La última actuación en nuestro país fue en 1998, en un concierto en el que dirigió a la Jonde, pero hace cuatro años vino para recibir el premio Yehudi Menuhin.

Carlo Maria Giulini solía decir que se moriría sin entender jamás el misterio que se desprende de una batuta manejada delante de una orquesta: «El director es el único músico sin instrumento que hace nacer la música sin tocarla». Con su muerte el enigma se perpetúa. Porque hay otros muchos que le siguen en la profesión, pero son escogidos los que hacen bueno este arte. Quizá porque no han comprendido lo que él demostró: que ese momento es un acto de fe.

Hace tres días que Radio Clásica emitía la primera sinfonía de Brahms con Giulini al frente de la Jonde, en un concierto de 1998 que fue su última actuación en España. Sonaban sus ojos cerrados, el gesto trascendido y esa batuta que apresaba con el puño, amasando la belleza del sonido y la largura de la emoción.
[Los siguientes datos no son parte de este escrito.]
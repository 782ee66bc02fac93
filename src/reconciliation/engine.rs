//! Checkpoint reconciliation, refresh, audit and deletion

use bigdecimal::BigDecimal;
use chrono::NaiveDate;
use tracing::{debug, info, warn};
use uuid::Uuid;

use crate::config::EngineConfig;
use crate::traits::*;
use crate::types::*;
use crate::utils::amount::{is_negligible, round2};

/// Keeps each account's checkpoint chain consistent with its transactions
pub struct ReconciliationEngine<S: LedgerStorage> {
    storage: S,
    config: EngineConfig,
}

impl<S: LedgerStorage> ReconciliationEngine<S> {
    pub fn new(storage: S) -> Self {
        Self::with_config(storage, EngineConfig::default())
    }

    pub fn with_config(storage: S, config: EngineConfig) -> Self {
        Self { storage, config }
    }

    /// Assert that `account_id` held `target_balance` at the end of `date`.
    ///
    /// Posts, updates or removes the Reconciliation transaction at `date` so
    /// that history explains the target, then upserts the checkpoint. All
    /// writes land in one commit.
    pub async fn reconcile(
        &mut self,
        account_id: &str,
        date: NaiveDate,
        target_balance: BigDecimal,
        checkpoint_type: CheckpointType,
    ) -> LedgerResult<BalanceCheckpoint> {
        let account = self
            .storage
            .get_account(account_id)
            .await?
            .ok_or_else(|| LedgerError::AccountNotFound(account_id.to_string()))?;

        let found = self
            .storage
            .get_checkpoint_at_or_before(account_id, date)
            .await?;
        let (existing, anchor) = match found {
            Some(checkpoint) if checkpoint.date == date => {
                let anchor = self.storage.get_checkpoint_before(account_id, date).await?;
                (Some(checkpoint), anchor)
            }
            other => (None, other),
        };
        let (anchor_date, anchor_balance) = match anchor {
            Some(cp) => (Some(cp.date), cp.balance),
            None => (None, BigDecimal::from(0)),
        };

        let history = self
            .storage
            .get_transactions_in_range(account_id, anchor_date, date)
            .await?;
        let (stale, genuine): (Vec<Transaction>, Vec<Transaction>) =
            history.into_iter().partition(|t| t.is_adjustment_on(date));

        let sum: BigDecimal = genuine.iter().map(|t| &t.amount).sum();
        let expected = anchor_balance + sum;
        let adjustment = round2(&(&target_balance - &expected));

        let mut batch = WriteBatch::new();
        let mut stale = stale.into_iter();

        if is_negligible(&adjustment) {
            for txn in stale.by_ref() {
                debug!(account_id, transaction_id = %txn.id, %date, "Removing adjustment");
                batch.delete_transaction(&txn.id);
            }
        } else {
            let now = chrono::Utc::now().naive_utc();
            let txn = match stale.next() {
                Some(mut previous) => {
                    previous.amount = adjustment.clone();
                    previous.description = self.config.updated_description(&previous.description);
                    previous.updated_at = now;
                    debug!(
                        account_id,
                        transaction_id = %previous.id,
                        %adjustment,
                        "Updating adjustment"
                    );
                    previous
                }
                None => {
                    let mut created = Transaction::new(
                        Uuid::new_v4().to_string(),
                        account_id.to_string(),
                        date,
                        adjustment.clone(),
                        self.config.reconciliation_description.clone(),
                        TransactionType::Reconciliation,
                    );
                    created.user_id = account.user_id.clone();
                    created.currency = account.currency.clone();
                    debug!(
                        account_id,
                        transaction_id = %created.id,
                        %adjustment,
                        "Creating adjustment"
                    );
                    created
                }
            };
            batch.upsert_transaction(txn);
            for duplicate in stale {
                warn!(
                    account_id,
                    transaction_id = %duplicate.id,
                    %date,
                    "Removing duplicate reconciliation transaction"
                );
                batch.delete_transaction(&duplicate.id);
            }
        }

        let checkpoint = match existing {
            Some(mut checkpoint) => {
                checkpoint.balance = target_balance.clone();
                checkpoint.checkpoint_type = checkpoint_type;
                checkpoint.validation = None;
                checkpoint
            }
            None => BalanceCheckpoint::new(
                Uuid::new_v4().to_string(),
                account_id.to_string(),
                date,
                target_balance.clone(),
                checkpoint_type,
            ),
        };
        batch.upsert_checkpoint(checkpoint.clone());

        if account.balance_date.map_or(true, |current| date >= current) {
            batch.push(WriteOp::UpdateAccountBalance {
                account_id: account_id.to_string(),
                balance: target_balance,
                balance_date: date,
            });
        }

        self.storage.commit(batch).await?;

        info!(
            account_id,
            %date,
            %expected,
            %adjustment,
            checkpoint_id = %checkpoint.id,
            "Reconciled checkpoint"
        );

        Ok(checkpoint)
    }

    /// Re-reconcile every checkpoint dated on or after `min_date`, in date
    /// order, at its recorded balance.
    ///
    /// Stops at the first failure; the error names the checkpoints already
    /// refreshed and the one that failed.
    pub async fn refresh_checkpoints(
        &mut self,
        account_id: &str,
        min_date: NaiveDate,
    ) -> LedgerResult<Vec<BalanceCheckpoint>> {
        let checkpoints = self
            .storage
            .get_checkpoints_from(account_id, min_date)
            .await?;
        if checkpoints.is_empty() {
            debug!(account_id, %min_date, "No checkpoints to refresh");
            return Ok(Vec::new());
        }

        debug!(account_id, %min_date, count = checkpoints.len(), "Refreshing checkpoints");
        let mut refreshed = Vec::with_capacity(checkpoints.len());
        for checkpoint in checkpoints {
            match self
                .reconcile(
                    account_id,
                    checkpoint.date,
                    checkpoint.balance.clone(),
                    checkpoint.checkpoint_type,
                )
                .await
            {
                Ok(updated) => refreshed.push(updated),
                Err(source) => {
                    let completed: Vec<String> =
                        refreshed.iter().map(|cp: &BalanceCheckpoint| cp.id.clone()).collect();
                    warn!(
                        account_id,
                        failed = %checkpoint.id,
                        completed = completed.len(),
                        error = %source,
                        "Checkpoint refresh aborted"
                    );
                    return Err(LedgerError::RefreshAborted {
                        completed,
                        failed: checkpoint.id,
                        source: Box::new(source),
                    });
                }
            }
        }

        info!(account_id, %min_date, refreshed = refreshed.len(), "Refreshed checkpoints");
        Ok(refreshed)
    }

    /// Audit `checkpoints` against transaction history without writing.
    ///
    /// Each checkpoint is checked against the one before it, taking the
    /// earlier checkpoint's asserted balance as the starting point, so a
    /// bad checkpoint does not taint the ones after it. Results keep the
    /// input order.
    pub async fn validate_checkpoints(
        &self,
        account_id: &str,
        checkpoints: Vec<BalanceCheckpoint>,
    ) -> LedgerResult<Vec<BalanceCheckpoint>> {
        let (Some(earliest), Some(latest)) = (
            checkpoints.iter().map(|cp| cp.date).min(),
            checkpoints.iter().map(|cp| cp.date).max(),
        ) else {
            return Ok(checkpoints);
        };

        let anchor = self
            .storage
            .get_checkpoint_before(account_id, earliest)
            .await?;
        let (mut last_date, mut running) = match anchor {
            Some(cp) => (Some(cp.date), cp.balance),
            None => (None, BigDecimal::from(0)),
        };

        let history = self
            .storage
            .get_transactions_in_range(account_id, last_date, latest)
            .await?;

        let mut order: Vec<usize> = (0..checkpoints.len()).collect();
        order.sort_by_key(|&i| checkpoints[i].date);

        let mut results = checkpoints;
        let mut cursor = 0;
        for i in order {
            let date = results[i].date;
            // Checkpoints sharing a date share one interval
            if last_date != Some(date) {
                while cursor < history.len() && history[cursor].date <= date {
                    running += &history[cursor].amount;
                    cursor += 1;
                }
            }

            let checkpoint = &mut results[i];
            let difference = round2(&(&running - &checkpoint.balance));
            checkpoint.validation = Some(CheckpointValidation {
                is_valid: is_negligible(&difference),
                difference,
            });
            running = checkpoint.balance.clone();
            last_date = Some(date);
        }

        Ok(results)
    }

    /// The `limit` most recent checkpoints, newest first, with validation
    pub async fn get_validated_checkpoints(
        &self,
        account_id: &str,
        limit: usize,
    ) -> LedgerResult<Vec<BalanceCheckpoint>> {
        let checkpoints = self
            .storage
            .list_checkpoints(account_id, Some(limit))
            .await?;
        self.validate_checkpoints(account_id, checkpoints).await
    }

    /// Delete a checkpoint together with the adjustment posted at its date
    pub async fn delete_checkpoint(
        &mut self,
        account_id: &str,
        checkpoint_id: &str,
    ) -> LedgerResult<()> {
        let checkpoint = self
            .storage
            .get_checkpoint(checkpoint_id)
            .await?
            .filter(|cp| cp.account_id == account_id)
            .ok_or_else(|| LedgerError::CheckpointNotFound(checkpoint_id.to_string()))?;

        let after = checkpoint.date.pred_opt();
        let mut batch = WriteBatch::new();
        batch.delete_checkpoint(&checkpoint.id);
        for txn in self
            .storage
            .get_transactions_in_range(account_id, after, checkpoint.date)
            .await?
            .into_iter()
            .filter(|t| t.is_adjustment_on(checkpoint.date))
        {
            batch.delete_transaction(&txn.id);
        }

        self.storage.commit(batch).await?;
        info!(account_id, checkpoint_id, date = %checkpoint.date, "Deleted checkpoint");
        Ok(())
    }
}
Giulini ha sido un sacerdote de la música, un místico y un poeta de mente lúcida que afirmaba revivir a diario la experiencia como último viola de la Orquesta Augusteo de Roma. Allí se forjó dirigido por los mejores (Erich Kleiber, Otto Klemperer, Bruno Walter...) y comprendió la raíz del oficio antes de estudiar con Antonio Guarnieri y Bernardino Molinari. Verá, entonces, el derrumbe de la única sala de conciertos de Roma, bajo la cual Mussolini buscó los balsámicos restos del emperador Augusto, y en 1944 se presentaba como director ante la Orquesta de la RAI, en un concierto con motivo de la liberación de capital italiana. Todavía interpreta a Salviucci, Dallapicola, Petrassi y Turchi, luego estrenará a Von Einem y Ladermann, pero ya se decanta por los grandes del XIX.
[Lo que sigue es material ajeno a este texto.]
/// Complete parsing configuration for one statement export format
#[derive(Debug, Clone, PartialEq, Serialize, Deserialize)]
pub struct Ruleset {
    pub name: String,
    pub identifier: Identifier,
    pub layout: Layout,
    pub fields: FieldMap,
    pub classifier: ClassifierSpec,
    #[serde(default)]
    pub header_date: Option<HeaderDate>,
    /// Descriptions that keep a zero-amount row instead of dropping it
    #[serde(default)]
    pub exception_markers: Vec<String>,
}

pub(crate) fn compile(pattern: &str) -> LedgerResult<Regex> {
    Regex::new(pattern)
        .map_err(|e| LedgerError::Ruleset(format!("bad pattern '{}': {}", pattern, e)))
}

/// Static lookup of rulesets by institution and account kind
#[derive(Debug, Clone, Default)]
pub struct RulesetRegistry {
    entries: Vec<(RulesetKey, Ruleset)>,
}

#[derive(Deserialize)]
struct RulesetEntry {
    key: RulesetKey,
    ruleset: Ruleset,
}

impl RulesetRegistry {
    /// Create an empty registry
    pub fn new() -> Self {
        Self::default()
    }

    /// Registry holding every built-in ruleset
    pub fn builtin() -> Self {
        let mut registry = Self::new();
        registry.register(
            RulesetKey::new(Institution::Chase, AccountKind::Checking),
            builtin::chase_checking(),
        );
        registry.register(
            RulesetKey::new(Institution::Chase, AccountKind::CreditCard),
            builtin::chase_credit_card(),
        );
        registry.register(
            RulesetKey::new(Institution::Fidelity, AccountKind::Brokerage),
            builtin::fidelity_brokerage(),
        );
        registry.register(
            RulesetKey::new(Institution::NavyFederal, AccountKind::Checking),
            builtin::navy_federal_checking(),
        );
        registry
    }

    /// Add or replace the ruleset for `key`
    pub fn register(&mut self, key: RulesetKey, ruleset: Ruleset) {
        match self.entries.iter_mut().find(|(k, _)| *k == key) {
            Some(entry) => entry.1 = ruleset,
            None => self.entries.push((key, ruleset)),
        }
    }

    pub fn get(&self, key: &RulesetKey) -> LedgerResult<&Ruleset> {
        self.entries
            .iter()
            .find(|(k, _)| k == key)
            .map(|(_, ruleset)| ruleset)
            .ok_or_else(|| LedgerError::Ruleset(format!("no ruleset registered for {}", key)))
    }

    pub fn keys(&self) -> impl Iterator<Item = &RulesetKey> {
        self.entries.iter().map(|(key, _)| key)
    }

    /// First registered ruleset whose identifier matches `raw`
    pub fn identify(&self, raw: &str) -> LedgerResult<Option<&RulesetKey>> {
        for (key, ruleset) in &self.entries {
            if ruleset.identifier.matches(raw)? {
                return Ok(Some(key));
            }
        }
        Ok(None)
    }

    /// Register rulesets from a JSON array of `{"key": .., "ruleset": ..}`
    pub fn load_json(&mut self, json: &str) -> LedgerResult<usize> {
        let entries: Vec<RulesetEntry> = serde_json::from_str(json)
            .map_err(|e| LedgerError::Ruleset(format!("invalid ruleset JSON: {}", e)))?;
        let count = entries.len();
        for entry in entries {
            self.register(entry.key, entry.ruleset);
        }
        Ok(count)
    }
}

/// Built-in rulesets
pub mod builtin {
    use super::*;

    fn rule(pattern: MatchPattern, transaction_type: TransactionType) -> ClassificationRule {
        ClassificationRule::new(pattern, transaction_type)
    }

    fn exact(s: &str) -> MatchPattern {
        MatchPattern::Exact(s.to_string())
    }

    fn prefix(s: &str) -> MatchPattern {
        MatchPattern::Prefix(s.to_string())
    }

    fn contains(s: &str) -> MatchPattern {
        MatchPattern::Contains(s.to_string())
    }

    fn us_date(column: &str) -> DateField {
        DateField {
            column: column.to_string(),
            format: DateFormat::Formats(vec!["%m/%d/%y".to_string(), "%m/%d/%Y".to_string()]),
        }
    }

    /// Chase checking CSV: `Details,Posting Date,Description,Amount,Type,Balance,Check or Slip #`
    pub fn chase_checking() -> Ruleset {
        Ruleset {
            name: "Chase checking CSV".to_string(),
            identifier: Identifier::Contains(
                "Details,Posting Date,Description,Amount,Type,Balance".to_string(),
            ),
            layout: Layout::Delimited {
                delimiter: ',',
                header_rows: 1,
                columns: None,
            },
            fields: FieldMap {
                date: us_date("Posting Date"),
                amount: AmountField::Column {
                    column: "Amount".to_string(),
                    sign: SignRule::AsIs,
                },
                description: vec!["Description".to_string()],
                category: None,
                instrument: None,
                quantity: None,
                price: None,
                currency: None,
            },
            classifier: ClassifierSpec {
                type_field: "Type".to_string(),
                rules: vec![
                    rule(contains("interest"), TransactionType::Interest).on_field("Description"),
                    rule(exact("FEE_TRANSACTION"), TransactionType::Fees)
                        .with_category("bank-fees"),
                    rule(exact("ACCT_XFER"), TransactionType::Transfer),
                    rule(exact("LOAN_PMT"), TransactionType::Payment),
                    rule(
                        MatchPattern::Regex(
                            r"^(ACH|QUICKPAY|MISC)_CREDIT$|^CHECK_DEPOSIT$".to_string(),
                        ),
                        TransactionType::Deposit,
                    ),
                    rule(
                        MatchPattern::Regex(
                            r"^(ACH|QUICKPAY|MISC)_DEBIT$|^DEBIT_CARD$|^ATM$|^CHECK_PAID$|^BILLPAY$"
                                .to_string(),
                        ),
                        TransactionType::Withdrawal,
                    ),
                ],
                fallback: TransactionType::General,
                case_sensitive: false,
            },
            header_date: None,
            exception_markers: Vec::new(),
        }
    }

    /// Chase credit card CSV: `Transaction Date,Post Date,Description,Category,Type,Amount,Memo`
    pub fn chase_credit_card() -> Ruleset {
        Ruleset {
            name: "Chase credit card CSV".to_string(),
            identifier: Identifier::Contains(
                "Transaction Date,Post Date,Description,Category,Type,Amount".to_string(),
            ),
            layout: Layout::Delimited {
                delimiter: ',',
                header_rows: 1,
                columns: None,
            },
            fields: FieldMap {
                date: us_date("Transaction Date"),
                amount: AmountField::Column {
                    column: "Amount".to_string(),
                    sign: SignRule::AsIs,
                },
                description: vec!["Description".to_string()],
                category: Some("Category".to_string()),
                instrument: None,
                quantity: None,
                price: None,
                currency: None,
            },
            classifier: ClassifierSpec {
                type_field: "Type".to_string(),
                rules: vec![
                    rule(exact("Sale"), TransactionType::Withdrawal),
                    rule(exact("Payment"), TransactionType::Payment),
                    rule(exact("Return"), TransactionType::Deposit),
                    rule(exact("Fee"), TransactionType::Fees).with_category("bank-fees"),
                    rule(exact("Adjustment"), TransactionType::General),
                ],
                fallback: TransactionType::Unknown,
                case_sensitive: false,
            },
            header_date: None,
            exception_markers: vec!["Payment Thank You".to_string()],
        }
    }

    /// Fidelity brokerage activity CSV
    pub fn fidelity_brokerage() -> Ruleset {
        Ruleset {
            name: "Fidelity brokerage activity CSV".to_string(),
            identifier: Identifier::Regex(r"Run Date,Action,Symbol,Description".to_string()),
            layout: Layout::Delimited {
                delimiter: ',',
                header_rows: 1,
                columns: None,
            },
            fields: FieldMap {
                date: us_date("Run Date"),
                amount: AmountField::Column {
                    column: "Amount ($)".to_string(),
                    sign: SignRule::AsIs,
                },
                description: vec!["Action".to_string()],
                category: None,
                instrument: Some("Symbol".to_string()),
                quantity: Some("Quantity".to_string()),
                price: Some("Price ($)".to_string()),
                currency: None,
            },
            classifier: ClassifierSpec {
                type_field: "Action".to_string(),
                rules: vec![
                    rule(prefix("you bought"), TransactionType::Trade),
                    rule(prefix("you sold"), TransactionType::Trade),
                    rule(contains("reinvestment"), TransactionType::Trade),
                    rule(contains("dividend received"), TransactionType::Dividend),
                    rule(contains("interest earned"), TransactionType::Interest),
                    rule(contains("electronic funds transfer"), TransactionType::Transfer),
                    rule(contains("transferred"), TransactionType::Transfer),
                    rule(contains("fee"), TransactionType::Fees).with_category("investment-fees"),
                ],
                fallback: TransactionType::General,
                case_sensitive: false,
            },
            header_date: None,
            exception_markers: Vec::new(),
        }
    }

    /// Navy Federal checking statement text, one transaction per
    /// `MM/DD <type> <amount>` line plus continuation lines
    pub fn navy_federal_checking() -> Ruleset {
        Ruleset {
            name: "Navy Federal checking statement text".to_string(),
            identifier: Identifier::Regex(r"(?i)navy\s+federal".to_string()),
            layout: Layout::Blocked {
                start_delimiter: r"^\d{2}/\d{2}\s".to_string(),
                skip_delimiter: Some(r"^Page \d+ of \d+".to_string()),
                end_delimiter: Some(r"^Ending Balance".to_string()),
                block_pattern: concat!(
                    r"^(?P<date>\d{2}/\d{2})\s+",
                    r"(?P<type>.+?)\s+",
                    r"(?P<amount>\(?-?\$?[\d,]+\.\d{2}-?\)?)",
                    r"(?:\s+(?P<balance>[\d,]+\.\d{2}))?",
                    r"(?:\s+(?P<desc>.*))?$"
                )
                .to_string(),
            },
            fields: FieldMap {
                date: DateField {
                    column: "date".to_string(),
                    format: DateFormat::MonthDay,
                },
                amount: AmountField::Column {
                    column: "amount".to_string(),
                    sign: SignRule::ByType,
                },
                description: vec!["type".to_string(), "desc".to_string()],
                category: None,
                instrument: None,
                quantity: None,
                price: None,
                currency: None,
            },
            classifier: ClassifierSpec {
                type_field: "type".to_string(),
                rules: vec![
                    rule(prefix("transfer to"), TransactionType::Withdrawal)
                        .with_category("transfers"),
                    rule(prefix("transfer from"), TransactionType::Deposit)
                        .with_category("transfers"),
                    rule(contains("dividend"), TransactionType::Dividend),
                    rule(contains("fee"), TransactionType::Fees).with_category("bank-fees"),
                    rule(contains("deposit"), TransactionType::Deposit),
                    rule(contains("credit"), TransactionType::Deposit),
                    rule(contains("debit"), TransactionType::Withdrawal),
                    rule(contains("withdrawal"), TransactionType::Withdrawal),
                    rule(contains("check"), TransactionType::Withdrawal),
                ],
                fallback: TransactionType::Unknown,
                case_sensitive: false,
            },
            header_date: Some(HeaderDate {
                pattern: concat!(
                    r"Statement Period\s+\d{2}/\d{2}/\d{2,4}\s*-\s*",
                    r"(?P<date>\d{2}/\d{2}/\d{2,4})"
                )
                .to_string(),
                formats: vec!["%m/%d/%y".to_string(), "%m/%d/%Y".to_string()],
            }),
            exception_markers: Vec::new(),
        }
    }
}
Más recuerdos. Algunos inevitablemente asociados a la ópera, a la que se acercó en 1948, antes de saltar con «La vida breve» a La Scala, donde sucedería a Victor de Sabata. En este caso «La Traviata» junto a Callas, en una grabación que revienta en ese «Amami, Alfredo!», gritado con un desgarro como jamás se ha escuchado. O el «Don Carlo» con Caballé y Domingo, aunque el primero tenga el valor del directo y no el de esas grabaciones que parecen «bellísimos muertos». Director permanente de la RAI de Milán, de la Sinfónica de Viena, de la Filarmónica de Los Ángeles, frecuentó España con la Philharmonia, la Orquesta de la Scala, y hasta dirigiendo a la vieja ONE. Estuvo, por última vez, en 2001, recogiendo el premio Menuhin de la Fundación Albéniz. No es nostalgia. Se echan de menos músicos como Giulini.